== EXERCISE OBJECTIVE ==
Your answer should be the exact lines of the data below from the one containing "the opcode is" through the one containing "and fails the"; please include nothing else.

··········

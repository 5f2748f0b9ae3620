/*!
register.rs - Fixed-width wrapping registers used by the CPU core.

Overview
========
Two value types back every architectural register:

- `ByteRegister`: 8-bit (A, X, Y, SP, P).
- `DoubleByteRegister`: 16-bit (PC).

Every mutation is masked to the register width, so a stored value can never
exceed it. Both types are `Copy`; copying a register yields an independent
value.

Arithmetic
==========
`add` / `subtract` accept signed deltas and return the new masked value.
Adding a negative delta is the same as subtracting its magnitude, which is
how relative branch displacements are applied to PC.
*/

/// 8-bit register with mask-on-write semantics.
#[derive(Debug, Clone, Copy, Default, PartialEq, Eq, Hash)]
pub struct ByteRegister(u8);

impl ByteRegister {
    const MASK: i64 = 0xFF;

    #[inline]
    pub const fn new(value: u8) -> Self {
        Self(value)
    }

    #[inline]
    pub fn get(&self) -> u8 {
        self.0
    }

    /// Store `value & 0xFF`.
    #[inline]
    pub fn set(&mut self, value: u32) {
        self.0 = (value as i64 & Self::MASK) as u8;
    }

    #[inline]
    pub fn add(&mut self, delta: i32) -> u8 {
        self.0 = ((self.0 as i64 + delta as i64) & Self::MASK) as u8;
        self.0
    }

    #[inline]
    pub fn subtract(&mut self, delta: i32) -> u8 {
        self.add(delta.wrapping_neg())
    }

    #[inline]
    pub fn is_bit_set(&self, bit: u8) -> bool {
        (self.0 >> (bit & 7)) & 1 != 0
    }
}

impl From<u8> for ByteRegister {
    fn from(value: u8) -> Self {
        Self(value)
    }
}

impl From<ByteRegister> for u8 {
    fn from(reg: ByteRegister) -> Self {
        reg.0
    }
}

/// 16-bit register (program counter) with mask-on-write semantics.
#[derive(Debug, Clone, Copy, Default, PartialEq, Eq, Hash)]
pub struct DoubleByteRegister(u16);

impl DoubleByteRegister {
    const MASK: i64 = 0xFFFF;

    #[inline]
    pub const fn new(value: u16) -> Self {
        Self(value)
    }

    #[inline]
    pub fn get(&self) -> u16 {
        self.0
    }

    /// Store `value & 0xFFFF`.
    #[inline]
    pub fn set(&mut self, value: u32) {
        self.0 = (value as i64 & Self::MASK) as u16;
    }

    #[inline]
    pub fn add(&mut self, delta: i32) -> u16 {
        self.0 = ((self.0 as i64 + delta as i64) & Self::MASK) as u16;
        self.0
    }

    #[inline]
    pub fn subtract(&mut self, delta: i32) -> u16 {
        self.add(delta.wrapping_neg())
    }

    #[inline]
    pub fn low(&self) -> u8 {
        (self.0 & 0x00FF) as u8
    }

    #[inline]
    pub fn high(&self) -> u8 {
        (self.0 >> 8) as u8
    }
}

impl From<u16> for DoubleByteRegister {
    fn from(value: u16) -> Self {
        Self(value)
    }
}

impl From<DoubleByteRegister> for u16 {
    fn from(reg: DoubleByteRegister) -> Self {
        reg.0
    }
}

··········

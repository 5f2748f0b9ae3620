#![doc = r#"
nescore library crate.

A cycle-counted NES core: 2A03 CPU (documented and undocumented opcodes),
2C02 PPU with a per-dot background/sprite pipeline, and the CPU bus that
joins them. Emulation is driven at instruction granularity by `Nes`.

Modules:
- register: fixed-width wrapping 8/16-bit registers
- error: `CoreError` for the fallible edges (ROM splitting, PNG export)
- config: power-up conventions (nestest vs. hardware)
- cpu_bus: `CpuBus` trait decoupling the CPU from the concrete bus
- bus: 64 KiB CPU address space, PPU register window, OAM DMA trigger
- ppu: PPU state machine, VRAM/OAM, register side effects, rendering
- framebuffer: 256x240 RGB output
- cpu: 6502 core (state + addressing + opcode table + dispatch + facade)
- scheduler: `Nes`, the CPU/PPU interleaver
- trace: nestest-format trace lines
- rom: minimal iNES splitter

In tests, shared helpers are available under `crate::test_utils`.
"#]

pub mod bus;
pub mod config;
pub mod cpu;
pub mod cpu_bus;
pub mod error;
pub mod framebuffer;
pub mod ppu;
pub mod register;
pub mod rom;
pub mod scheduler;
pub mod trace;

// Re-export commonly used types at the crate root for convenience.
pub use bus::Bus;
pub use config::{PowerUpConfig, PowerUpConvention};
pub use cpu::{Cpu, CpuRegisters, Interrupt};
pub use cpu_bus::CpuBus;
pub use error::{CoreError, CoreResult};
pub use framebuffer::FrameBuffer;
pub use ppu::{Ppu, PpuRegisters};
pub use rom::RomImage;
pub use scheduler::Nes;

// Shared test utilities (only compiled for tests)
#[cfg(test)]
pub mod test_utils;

··········

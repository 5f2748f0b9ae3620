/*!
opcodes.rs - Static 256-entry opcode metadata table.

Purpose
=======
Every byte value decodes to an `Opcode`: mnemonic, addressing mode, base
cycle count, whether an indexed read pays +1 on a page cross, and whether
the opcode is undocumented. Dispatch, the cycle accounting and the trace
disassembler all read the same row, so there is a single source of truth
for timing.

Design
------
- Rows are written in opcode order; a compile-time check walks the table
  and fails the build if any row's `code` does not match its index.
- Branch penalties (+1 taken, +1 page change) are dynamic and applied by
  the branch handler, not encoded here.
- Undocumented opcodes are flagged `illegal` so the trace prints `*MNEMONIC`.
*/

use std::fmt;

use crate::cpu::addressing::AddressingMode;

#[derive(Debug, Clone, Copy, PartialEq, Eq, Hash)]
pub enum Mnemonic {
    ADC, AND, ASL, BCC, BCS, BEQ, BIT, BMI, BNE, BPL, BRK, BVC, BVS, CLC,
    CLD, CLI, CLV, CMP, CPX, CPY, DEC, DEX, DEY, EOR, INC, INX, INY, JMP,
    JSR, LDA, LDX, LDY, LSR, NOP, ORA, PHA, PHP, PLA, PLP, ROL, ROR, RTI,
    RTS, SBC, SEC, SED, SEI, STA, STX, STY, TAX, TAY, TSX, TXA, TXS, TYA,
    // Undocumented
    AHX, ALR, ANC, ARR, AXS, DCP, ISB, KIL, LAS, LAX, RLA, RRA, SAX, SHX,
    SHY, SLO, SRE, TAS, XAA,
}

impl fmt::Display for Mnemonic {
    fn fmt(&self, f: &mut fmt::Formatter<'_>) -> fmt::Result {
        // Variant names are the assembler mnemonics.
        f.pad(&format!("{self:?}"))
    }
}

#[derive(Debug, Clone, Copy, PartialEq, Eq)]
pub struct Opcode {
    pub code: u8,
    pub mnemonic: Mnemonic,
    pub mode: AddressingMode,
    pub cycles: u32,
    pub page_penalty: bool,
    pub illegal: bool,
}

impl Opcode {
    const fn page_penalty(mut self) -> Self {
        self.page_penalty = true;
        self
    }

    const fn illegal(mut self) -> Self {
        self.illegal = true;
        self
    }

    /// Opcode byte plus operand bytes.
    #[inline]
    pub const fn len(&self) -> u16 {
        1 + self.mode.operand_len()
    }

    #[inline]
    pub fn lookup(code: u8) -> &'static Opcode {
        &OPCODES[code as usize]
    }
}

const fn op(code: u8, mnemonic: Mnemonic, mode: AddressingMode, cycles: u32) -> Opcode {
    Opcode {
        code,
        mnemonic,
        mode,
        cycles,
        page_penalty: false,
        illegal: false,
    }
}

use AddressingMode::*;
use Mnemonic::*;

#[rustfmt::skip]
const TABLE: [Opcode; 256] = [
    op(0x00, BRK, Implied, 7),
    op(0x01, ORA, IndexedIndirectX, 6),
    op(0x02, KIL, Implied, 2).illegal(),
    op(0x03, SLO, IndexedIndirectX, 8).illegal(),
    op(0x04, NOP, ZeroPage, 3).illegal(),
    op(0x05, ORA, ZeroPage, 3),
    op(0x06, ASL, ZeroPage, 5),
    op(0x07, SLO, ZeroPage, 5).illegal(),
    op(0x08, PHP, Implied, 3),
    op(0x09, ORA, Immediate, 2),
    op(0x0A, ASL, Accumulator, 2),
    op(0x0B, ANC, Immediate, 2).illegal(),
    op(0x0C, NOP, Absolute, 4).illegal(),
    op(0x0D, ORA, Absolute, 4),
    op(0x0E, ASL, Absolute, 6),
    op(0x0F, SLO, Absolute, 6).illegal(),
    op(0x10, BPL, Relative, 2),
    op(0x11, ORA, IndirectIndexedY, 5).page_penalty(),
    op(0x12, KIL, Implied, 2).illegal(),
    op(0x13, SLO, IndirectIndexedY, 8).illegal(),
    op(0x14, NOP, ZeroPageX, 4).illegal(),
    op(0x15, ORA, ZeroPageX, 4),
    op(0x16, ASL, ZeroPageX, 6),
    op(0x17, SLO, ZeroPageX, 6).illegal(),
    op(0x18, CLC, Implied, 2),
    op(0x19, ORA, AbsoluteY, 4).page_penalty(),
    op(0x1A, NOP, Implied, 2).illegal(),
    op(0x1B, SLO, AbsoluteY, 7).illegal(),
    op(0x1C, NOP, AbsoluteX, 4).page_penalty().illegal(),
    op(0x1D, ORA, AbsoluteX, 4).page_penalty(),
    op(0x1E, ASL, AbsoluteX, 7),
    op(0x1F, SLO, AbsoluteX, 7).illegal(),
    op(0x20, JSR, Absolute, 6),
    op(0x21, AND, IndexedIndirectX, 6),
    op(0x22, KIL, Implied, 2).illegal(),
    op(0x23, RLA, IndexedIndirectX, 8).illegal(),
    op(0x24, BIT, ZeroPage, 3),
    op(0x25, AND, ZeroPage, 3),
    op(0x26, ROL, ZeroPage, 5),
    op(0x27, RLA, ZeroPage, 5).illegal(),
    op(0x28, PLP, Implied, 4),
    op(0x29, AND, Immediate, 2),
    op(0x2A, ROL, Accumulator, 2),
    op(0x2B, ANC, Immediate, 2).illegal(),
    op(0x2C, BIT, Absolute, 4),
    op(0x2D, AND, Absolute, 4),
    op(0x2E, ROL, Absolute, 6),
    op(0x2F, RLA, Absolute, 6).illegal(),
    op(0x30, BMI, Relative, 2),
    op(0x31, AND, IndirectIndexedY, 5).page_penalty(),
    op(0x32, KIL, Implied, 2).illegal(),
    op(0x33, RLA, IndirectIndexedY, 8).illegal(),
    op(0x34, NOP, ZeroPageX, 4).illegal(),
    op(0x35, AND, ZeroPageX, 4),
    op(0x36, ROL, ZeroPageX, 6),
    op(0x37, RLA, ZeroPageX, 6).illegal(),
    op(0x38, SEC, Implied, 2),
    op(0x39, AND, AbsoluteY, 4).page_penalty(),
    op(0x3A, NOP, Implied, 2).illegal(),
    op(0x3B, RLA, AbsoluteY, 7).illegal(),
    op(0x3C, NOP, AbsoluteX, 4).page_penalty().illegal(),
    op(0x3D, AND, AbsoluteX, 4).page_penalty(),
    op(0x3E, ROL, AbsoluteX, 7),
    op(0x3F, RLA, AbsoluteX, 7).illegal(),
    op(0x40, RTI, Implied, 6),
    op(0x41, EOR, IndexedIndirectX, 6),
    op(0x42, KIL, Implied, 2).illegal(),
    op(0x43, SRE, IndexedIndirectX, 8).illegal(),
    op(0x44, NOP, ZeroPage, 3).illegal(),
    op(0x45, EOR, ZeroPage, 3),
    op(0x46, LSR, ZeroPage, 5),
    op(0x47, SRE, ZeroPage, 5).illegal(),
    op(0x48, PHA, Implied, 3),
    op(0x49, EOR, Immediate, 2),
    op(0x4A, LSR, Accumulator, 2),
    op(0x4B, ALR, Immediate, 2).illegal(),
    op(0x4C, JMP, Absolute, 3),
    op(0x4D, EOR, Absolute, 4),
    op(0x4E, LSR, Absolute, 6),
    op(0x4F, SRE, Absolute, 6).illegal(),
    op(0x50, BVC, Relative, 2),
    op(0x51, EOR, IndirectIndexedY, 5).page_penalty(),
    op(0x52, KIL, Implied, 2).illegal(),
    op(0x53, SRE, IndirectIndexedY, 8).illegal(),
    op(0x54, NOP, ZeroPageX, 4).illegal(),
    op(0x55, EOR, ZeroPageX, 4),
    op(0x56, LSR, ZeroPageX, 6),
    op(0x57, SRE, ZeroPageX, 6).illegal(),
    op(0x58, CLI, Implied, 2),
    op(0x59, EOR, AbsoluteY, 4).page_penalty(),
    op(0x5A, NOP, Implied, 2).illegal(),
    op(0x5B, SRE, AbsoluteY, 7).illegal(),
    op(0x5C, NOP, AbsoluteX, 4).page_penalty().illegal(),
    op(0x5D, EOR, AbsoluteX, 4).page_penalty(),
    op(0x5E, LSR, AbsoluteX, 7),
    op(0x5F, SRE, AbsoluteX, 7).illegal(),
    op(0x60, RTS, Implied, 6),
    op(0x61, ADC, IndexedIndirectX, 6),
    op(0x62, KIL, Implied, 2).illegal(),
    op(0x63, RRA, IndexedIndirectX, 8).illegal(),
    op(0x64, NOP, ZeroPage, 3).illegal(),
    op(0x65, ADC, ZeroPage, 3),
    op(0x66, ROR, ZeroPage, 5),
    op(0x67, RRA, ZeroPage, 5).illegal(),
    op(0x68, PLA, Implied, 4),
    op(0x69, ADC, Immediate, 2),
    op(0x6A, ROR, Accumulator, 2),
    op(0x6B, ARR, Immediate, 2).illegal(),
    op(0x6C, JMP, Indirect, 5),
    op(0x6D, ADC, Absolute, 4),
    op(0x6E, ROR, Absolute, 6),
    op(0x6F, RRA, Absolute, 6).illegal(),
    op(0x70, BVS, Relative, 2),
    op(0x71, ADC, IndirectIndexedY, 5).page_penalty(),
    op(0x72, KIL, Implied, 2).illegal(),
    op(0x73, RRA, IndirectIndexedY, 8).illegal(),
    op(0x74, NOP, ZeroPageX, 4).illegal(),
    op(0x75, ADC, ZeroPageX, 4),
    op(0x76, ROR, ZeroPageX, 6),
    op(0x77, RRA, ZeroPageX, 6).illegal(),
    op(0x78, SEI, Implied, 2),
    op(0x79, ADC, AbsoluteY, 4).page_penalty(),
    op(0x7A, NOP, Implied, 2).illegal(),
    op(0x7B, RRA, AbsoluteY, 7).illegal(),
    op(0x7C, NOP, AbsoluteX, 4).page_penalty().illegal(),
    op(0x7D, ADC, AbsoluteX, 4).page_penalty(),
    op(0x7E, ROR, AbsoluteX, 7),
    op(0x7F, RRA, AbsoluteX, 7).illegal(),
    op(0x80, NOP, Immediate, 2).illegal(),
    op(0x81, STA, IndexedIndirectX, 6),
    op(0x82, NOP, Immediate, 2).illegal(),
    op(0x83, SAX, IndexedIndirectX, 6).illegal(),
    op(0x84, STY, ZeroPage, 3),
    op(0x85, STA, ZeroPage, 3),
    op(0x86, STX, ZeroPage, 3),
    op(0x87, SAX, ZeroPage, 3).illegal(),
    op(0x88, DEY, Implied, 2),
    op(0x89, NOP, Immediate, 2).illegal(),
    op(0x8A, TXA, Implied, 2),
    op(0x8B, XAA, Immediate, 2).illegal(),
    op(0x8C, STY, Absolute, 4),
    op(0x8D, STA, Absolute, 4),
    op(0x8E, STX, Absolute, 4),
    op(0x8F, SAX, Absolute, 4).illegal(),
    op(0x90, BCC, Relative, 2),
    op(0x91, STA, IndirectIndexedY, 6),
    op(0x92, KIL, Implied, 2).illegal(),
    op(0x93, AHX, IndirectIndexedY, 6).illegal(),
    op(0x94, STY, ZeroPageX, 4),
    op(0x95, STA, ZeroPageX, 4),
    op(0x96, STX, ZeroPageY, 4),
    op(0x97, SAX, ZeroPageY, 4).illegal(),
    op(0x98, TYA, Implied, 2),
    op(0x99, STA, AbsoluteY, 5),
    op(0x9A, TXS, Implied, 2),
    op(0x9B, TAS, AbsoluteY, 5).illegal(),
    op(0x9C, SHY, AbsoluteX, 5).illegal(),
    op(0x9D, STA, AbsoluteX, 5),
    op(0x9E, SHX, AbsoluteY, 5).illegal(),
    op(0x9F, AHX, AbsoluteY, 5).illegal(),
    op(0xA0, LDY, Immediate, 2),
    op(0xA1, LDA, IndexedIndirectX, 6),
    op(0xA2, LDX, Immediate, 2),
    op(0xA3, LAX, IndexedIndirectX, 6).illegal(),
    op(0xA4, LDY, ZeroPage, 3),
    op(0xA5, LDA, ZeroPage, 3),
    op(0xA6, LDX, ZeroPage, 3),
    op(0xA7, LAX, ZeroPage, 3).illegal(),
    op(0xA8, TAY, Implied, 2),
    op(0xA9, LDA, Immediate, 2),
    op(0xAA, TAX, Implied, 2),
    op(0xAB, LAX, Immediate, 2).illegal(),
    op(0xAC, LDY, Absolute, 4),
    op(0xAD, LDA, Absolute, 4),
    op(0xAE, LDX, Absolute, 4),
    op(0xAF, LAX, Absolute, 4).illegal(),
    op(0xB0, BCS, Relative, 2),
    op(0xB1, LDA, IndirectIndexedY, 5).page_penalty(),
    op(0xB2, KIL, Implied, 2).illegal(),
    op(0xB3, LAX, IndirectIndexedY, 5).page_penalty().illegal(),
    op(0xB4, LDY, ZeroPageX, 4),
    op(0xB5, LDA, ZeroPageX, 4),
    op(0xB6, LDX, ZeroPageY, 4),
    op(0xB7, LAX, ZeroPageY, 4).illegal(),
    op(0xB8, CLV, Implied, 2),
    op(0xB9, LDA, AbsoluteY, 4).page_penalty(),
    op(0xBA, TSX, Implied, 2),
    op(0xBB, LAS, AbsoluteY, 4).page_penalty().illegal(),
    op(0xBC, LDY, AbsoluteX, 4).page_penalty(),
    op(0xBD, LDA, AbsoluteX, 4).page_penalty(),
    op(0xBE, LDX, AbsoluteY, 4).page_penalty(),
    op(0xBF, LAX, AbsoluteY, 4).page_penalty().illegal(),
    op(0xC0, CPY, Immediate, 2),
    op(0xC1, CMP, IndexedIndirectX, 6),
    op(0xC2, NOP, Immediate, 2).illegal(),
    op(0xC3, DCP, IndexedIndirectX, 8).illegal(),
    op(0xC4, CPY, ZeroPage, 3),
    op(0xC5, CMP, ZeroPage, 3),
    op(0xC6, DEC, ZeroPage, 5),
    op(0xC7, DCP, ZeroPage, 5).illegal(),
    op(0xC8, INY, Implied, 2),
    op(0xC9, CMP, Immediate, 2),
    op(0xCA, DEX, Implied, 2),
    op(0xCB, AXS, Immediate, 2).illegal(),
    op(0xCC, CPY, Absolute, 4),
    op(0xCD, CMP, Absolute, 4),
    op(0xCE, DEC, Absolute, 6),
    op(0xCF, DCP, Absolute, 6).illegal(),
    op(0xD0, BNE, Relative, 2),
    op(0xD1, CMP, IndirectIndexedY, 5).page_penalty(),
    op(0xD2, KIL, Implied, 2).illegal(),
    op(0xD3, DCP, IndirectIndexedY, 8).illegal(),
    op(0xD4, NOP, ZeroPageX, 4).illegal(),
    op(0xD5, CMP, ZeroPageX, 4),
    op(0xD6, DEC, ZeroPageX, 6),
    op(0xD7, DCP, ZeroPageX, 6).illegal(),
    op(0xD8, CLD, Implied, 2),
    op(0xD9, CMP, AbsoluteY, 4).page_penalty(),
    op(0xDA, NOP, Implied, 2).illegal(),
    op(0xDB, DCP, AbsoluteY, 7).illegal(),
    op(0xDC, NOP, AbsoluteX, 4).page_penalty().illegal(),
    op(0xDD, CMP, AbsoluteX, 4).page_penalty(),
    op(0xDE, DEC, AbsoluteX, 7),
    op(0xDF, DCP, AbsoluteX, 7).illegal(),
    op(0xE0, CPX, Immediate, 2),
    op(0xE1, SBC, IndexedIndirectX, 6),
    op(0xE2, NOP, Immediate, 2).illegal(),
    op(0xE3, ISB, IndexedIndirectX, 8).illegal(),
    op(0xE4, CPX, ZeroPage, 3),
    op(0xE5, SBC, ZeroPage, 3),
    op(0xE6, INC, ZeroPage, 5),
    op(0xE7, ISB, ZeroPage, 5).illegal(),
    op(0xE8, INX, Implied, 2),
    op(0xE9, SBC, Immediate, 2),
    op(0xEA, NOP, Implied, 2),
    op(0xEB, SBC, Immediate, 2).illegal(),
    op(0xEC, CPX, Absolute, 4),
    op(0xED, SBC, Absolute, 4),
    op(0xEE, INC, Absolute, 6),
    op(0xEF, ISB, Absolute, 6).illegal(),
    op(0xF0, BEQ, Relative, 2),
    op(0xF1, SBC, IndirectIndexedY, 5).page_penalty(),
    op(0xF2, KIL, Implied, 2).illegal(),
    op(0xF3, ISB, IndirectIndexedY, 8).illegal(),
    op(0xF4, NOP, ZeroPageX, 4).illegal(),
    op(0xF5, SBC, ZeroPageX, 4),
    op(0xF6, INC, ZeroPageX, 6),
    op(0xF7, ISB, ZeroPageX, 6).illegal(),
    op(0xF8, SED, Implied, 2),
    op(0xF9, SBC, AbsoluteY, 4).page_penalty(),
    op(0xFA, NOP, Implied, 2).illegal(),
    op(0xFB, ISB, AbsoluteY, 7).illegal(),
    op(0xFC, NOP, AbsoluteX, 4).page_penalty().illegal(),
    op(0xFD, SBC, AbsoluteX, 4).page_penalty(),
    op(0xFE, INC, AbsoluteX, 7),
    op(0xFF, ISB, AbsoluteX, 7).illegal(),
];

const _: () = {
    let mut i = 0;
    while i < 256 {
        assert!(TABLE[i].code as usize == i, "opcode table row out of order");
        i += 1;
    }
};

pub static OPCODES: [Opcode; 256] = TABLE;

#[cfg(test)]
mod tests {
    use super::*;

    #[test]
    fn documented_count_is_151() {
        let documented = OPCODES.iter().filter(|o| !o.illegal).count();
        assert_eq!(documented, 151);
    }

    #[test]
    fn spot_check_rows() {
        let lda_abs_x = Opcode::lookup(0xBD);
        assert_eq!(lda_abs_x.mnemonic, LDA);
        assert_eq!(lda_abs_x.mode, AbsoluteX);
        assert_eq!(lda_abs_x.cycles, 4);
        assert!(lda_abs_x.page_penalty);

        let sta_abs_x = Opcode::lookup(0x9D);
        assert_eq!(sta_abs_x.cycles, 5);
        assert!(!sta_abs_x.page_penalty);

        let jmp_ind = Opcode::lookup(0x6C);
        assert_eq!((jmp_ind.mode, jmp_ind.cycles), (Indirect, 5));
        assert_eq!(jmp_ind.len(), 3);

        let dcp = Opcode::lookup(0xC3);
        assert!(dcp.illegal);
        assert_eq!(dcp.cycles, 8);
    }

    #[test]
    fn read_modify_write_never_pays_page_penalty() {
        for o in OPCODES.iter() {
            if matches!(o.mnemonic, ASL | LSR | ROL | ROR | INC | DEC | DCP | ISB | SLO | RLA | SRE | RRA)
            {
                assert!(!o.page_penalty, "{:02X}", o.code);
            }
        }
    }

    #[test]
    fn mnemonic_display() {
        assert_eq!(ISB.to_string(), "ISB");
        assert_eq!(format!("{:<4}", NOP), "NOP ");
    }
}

··········

== PROBLEM SOLUTION ==
the opcode is undocumented. Dispatch, the cycle accounting and the trace
disassembler all read the same row, so there is a single source of truth
for timing.

Design
------
- Rows are written in opcode order; a compile-time check walks the table
  and fails the build if any row's `code` does not match its index.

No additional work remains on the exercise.